The Timeless Genius of Kodak’s George Eastman - technologizer
http://technologizer.com/2012/01/07/the-timeless-genius-of-kodaks-george-eastman/

======
julian37
Great read, thanks for posting this.

The £100m that Eastman donated to charities over the span of his lifetime
translates to roughly US$ 7 billion today, assuming 1926 money (which is when
he made a £800k donation to London hospitals for the poor, according to
Wikipedia.) [1]

Though such conversions should be taken with a large grain of salt, that
definitely puts him in the major league of philanthropy [2]. One amazing dude
indeed.

[1]
[http://www.thisismoney.co.uk/money/bills/article-1633409/His...](http://www.thisismoney.co.uk/money/bills/article-1633409/Historic-
inflation-calculator-value-money-changed-1900.html)

[2]
[http://en.wikipedia.org/wiki/Philanthropy#Some_Large_Individ...](http://en.wikipedia.org/wiki/Philanthropy#Some_Large_Individual_Bequests)

------
pm90
Also, one of his most important (but lesser known) contribution is the funds
that he provided for the construction of the present MIT campus
(source:[http://en.wikipedia.org/wiki/Massachusetts_Institute_of_Tech...](http://en.wikipedia.org/wiki/Massachusetts_Institute_of_Technology#Development_and_post-
war_growth_.281916.E2.80.931965.29))

------
ctdonath
One key; he knew that people, real individuals, took pictures.
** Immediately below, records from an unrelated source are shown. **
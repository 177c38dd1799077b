pub mod dummy;
pub mod faulty;
pub mod rocks;

use avmcore::core::keys;

/// Human-readable form of a store key, e.g. `log:00..07`.
pub fn describe_key(key: &[u8]) -> String {
    match key.split_first() {
        Some((ns, rest)) => {
            format!("{}:{}", keys::namespace(*ns), hex::encode(rest))
        }
        None => "<empty>".into(),
    }
}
Kodak's
terminal mistake was forgetting this, coming to believe their customer was
retailers. Retailers, benefitting from the multiple visits customers made to
process just a few dozen pictures, threatened to drop Kodak products if Kodak
moved into digital on a large scale. Ego, Kodak stayed with film and wasn't
ready for the mass migration to digital photography. Kodak chose retailers
over end users ... abandoning Eastman's successful user-focused approach.

------
kazoolist
Particularly if you find Eastman's life and accomplishments interesting, I
second the article's suggestion that if you're ever in Rochester, NY you
should stop by the George Eastman House.